Unbefugte Verwertung von Kundenadressen (OLG Saarbrücken)

Am 24.07.2002 urteilte das OLG Saarbrücken (Az. 1 U 901/01) zur wettbewerbsrechtlichen Vorwerfbarkeit der Verwertung von vorhandenen Kundenadressen aus einem alten Vermittlerverhältnis in den Geschäftsräumen eines Vermittlers.

Der Sachverhalt vor dem OLG Saarbrücken

Die Klägerin vertreibt Wein. Die Beklagte ebenso. Bei dem beklagten Weinvertrieb wurden im Wege einer Geschäftsraumdurchsuchung Kundenlisten der Klägerin gefunden. Es wurden Originalkundenaufträge der Klägerin sowie Bestellformulare gefunden. Die Klägerin begehrte Unterlassung der Weiterverwendung und Schadensersatz. Die Beklagte wendete dagegen ein, dass sie vorgefundenen Daten nicht genutzt hat. Das OLG Saarbrücken gab der Beklagten recht, die Klage wurde abgewiesen.

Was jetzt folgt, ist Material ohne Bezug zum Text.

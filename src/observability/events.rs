//! JSONL event stream.
//!
//! Every observable step of a lab session is written as one JSON object
//! per line, tagged by `"type"` and numbered with a sequence counter so
//! a consumer can replay the session in order.

use std::io::{BufWriter, Write};
use std::path::Path;
use std::sync::Mutex;
use std::sync::atomic::{AtomicU64, Ordering};

use chrono::{DateTime, Utc};
use serde::Serialize;

// ============================================================================
// Event variants
// ============================================================================

/// A discrete session event.
#[derive(Debug, Clone, PartialEq, Serialize)]
#[serde(tag = "type")]
pub enum Event {
    /// A controller was created.
    SessionStarted {
        /// When the controller was created.
        timestamp: DateTime<Utc>,
        /// Number of traits in the catalog.
        catalog_size: usize,
        /// Seed feeding the marker generator.
        seed: u64,
    },

    /// The session moved to a new stage.
    StageEntered {
        /// When the transition happened.
        timestamp: DateTime<Utc>,
        /// Stage left.
        from: String,
        /// Stage entered.
        stage: String,
        /// Selected trait, if any.
        trait_id: Option<String>,
    },

    /// An edit request was held back by the risk gate.
    RiskPromptRaised {
        /// When the prompt was raised.
        timestamp: DateTime<Utc>,
        /// Trait being edited.
        trait_id: String,
        /// Off-target risk in percent.
        off_target_risk: u8,
        /// Mutation rate in percent.
        mutation_rate: u8,
    },

    /// A pending risk prompt was answered.
    RiskResolved {
        /// When the user decided.
        timestamp: DateTime<Utc>,
        /// Trait being edited.
        trait_id: String,
        /// `"proceed"` or `"redesign"`.
        decision: String,
    },

    /// The edit animation entered a new phase.
    PhaseEntered {
        /// When the tick landed.
        timestamp: DateTime<Utc>,
        /// Animator run id.
        run: u64,
        /// Phase label.
        phase_name: String,
        /// Zero-based phase index.
        phase_index: u8,
    },

    /// A transient marker appeared.
    MarkerEmitted {
        /// When the tick landed.
        timestamp: DateTime<Utc>,
        /// Animator run id.
        run: u64,
        /// Marker id within the run.
        marker_id: u64,
        /// Simulated clock at emission, in milliseconds.
        at_ms: u64,
    },

    /// A marker reached the end of its lifetime.
    MarkerExpired {
        /// When the expiry was observed.
        timestamp: DateTime<Utc>,
        /// Animator run id.
        run: u64,
        /// Marker id within the run.
        marker_id: u64,
    },

    /// The edit animation reached 100 %.
    EditCompleted {
        /// When the final tick landed.
        timestamp: DateTime<Utc>,
        /// Animator run id.
        run: u64,
        /// Edited trait.
        trait_id: String,
        /// Ticks taken.
        ticks: u32,
    },

    /// The quiz was scored.
    QuizSubmitted {
        /// When the quiz was scored.
        timestamp: DateTime<Utc>,
        /// Correct answers.
        correct: usize,
        /// Questions in the bank.
        total: usize,
    },

    /// The session was reset to Select.
    SessionReset {
        /// When the reset happened.
        timestamp: DateTime<Utc>,
        /// Stage the session was in.
        from: String,
    },
}

// ============================================================================
// Envelope
// ============================================================================

#[derive(Debug, Serialize)]
struct EventEnvelope {
    sequence: u64,
    #[serde(flatten)]
    event: Event,
}

// ============================================================================
// Emitter
// ============================================================================

/// Thread-safe, buffered JSONL event writer.
///
/// Write and serialization failures are dropped: a broken event sink
/// never interrupts the session.
pub struct EventEmitter {
    writer: Mutex<BufWriter<Box<dyn Write + Send>>>,
    sequence: AtomicU64,
}

impl std::fmt::Debug for EventEmitter {
    fn fmt(&self, f: &mut std::fmt::Formatter<'_>) -> std::fmt::Result {
        f.debug_struct("EventEmitter")
            .field("sequence", &self.sequence.load(Ordering::Relaxed))
            .finish_non_exhaustive()
    }
}

impl EventEmitter {
    /// Creates an emitter over any writer.
    #[must_use]
    pub fn new(writer: Box<dyn Write + Send>) -> Self {
        Self {
            writer: Mutex::new(BufWriter::new(writer)),
            sequence: AtomicU64::new(0),
        }
    }

    /// Emitter writing to stdout.
    #[must_use]
    pub fn stdout() -> Self {
        Self::new(Box::new(std::io::stdout()))
    }

    /// Emitter writing to stderr.
    #[must_use]
    pub fn stderr() -> Self {
        Self::new(Box::new(std::io::stderr()))
    }

    /// Emitter discarding everything.
    #[must_use]
    pub fn noop() -> Self {
        Self::new(Box::new(std::io::sink()))
    }

    /// Emitter writing to a freshly created file.
    ///
    /// # Errors
    ///
    /// Returns an I/O error if the file cannot be created.
    pub fn from_file(path: &Path) -> std::io::Result<Self> {
        let file = std::fs::File::create(path)?;
        Ok(Self::new(Box::new(file)))
    }

    /// Writes one event as a JSON line and flushes.
    pub fn emit(&self, event: Event) {
        let sequence = self.sequence.fetch_add(1, Ordering::SeqCst);
        let envelope = EventEnvelope { sequence, event };

        if let Ok(mut w) = self.writer.lock()
            && let Ok(line) = serde_json::to_string(&envelope)
        {
            let _ = writeln!(w, "{line}");
            let _ = w.flush();
        }
    }

    /// Number of events emitted so far.
    #[must_use]
    pub fn event_count(&self) -> u64 {
        self.sequence.load(Ordering::Relaxed)
    }
}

Vorwerfbarkeit: Reicht das Auffinden der Kundendaten in den Geschäftsräumen?

Streitgegenständlich wurde ein Unterlassungsanspruch iSd. §§ 3, 3a, 8 UWG und mögliche daraus folgende Schadensersatzansprüche. Es musste untersucht werden, ob wegen des Auffindens der Kundendaten der Vorwurf einer unlauteren Handlung gem. § 3a UWG erhoben werden konnte. Ein Verstoß gegen ein Wettbewerbsgesetz ist stets unlauter. In Betracht kommt vorliegend ein Verstoß gegen die Geschäftsgeheimnisnorm des § 90 HGB. Es verstößt gegen die Sitte eines ordentlichen Kaufmanns, wenn sich der Handelsvertreter Notizen oder Kopien aus der ihm von seinem Unternehmen überlassenen Kundenkartei für konkurrierende Wettbewerbszwecke gemacht hat. Die vorgefundenen Kundenlisten sind als derartige Aufzeichnungen zu bewerten gewesen, so dass eine unlautere Handlung vorlag. Solche Geschäftsgeheimnisse sind auch nach §§ 2, 4 GeschGehG geschützt.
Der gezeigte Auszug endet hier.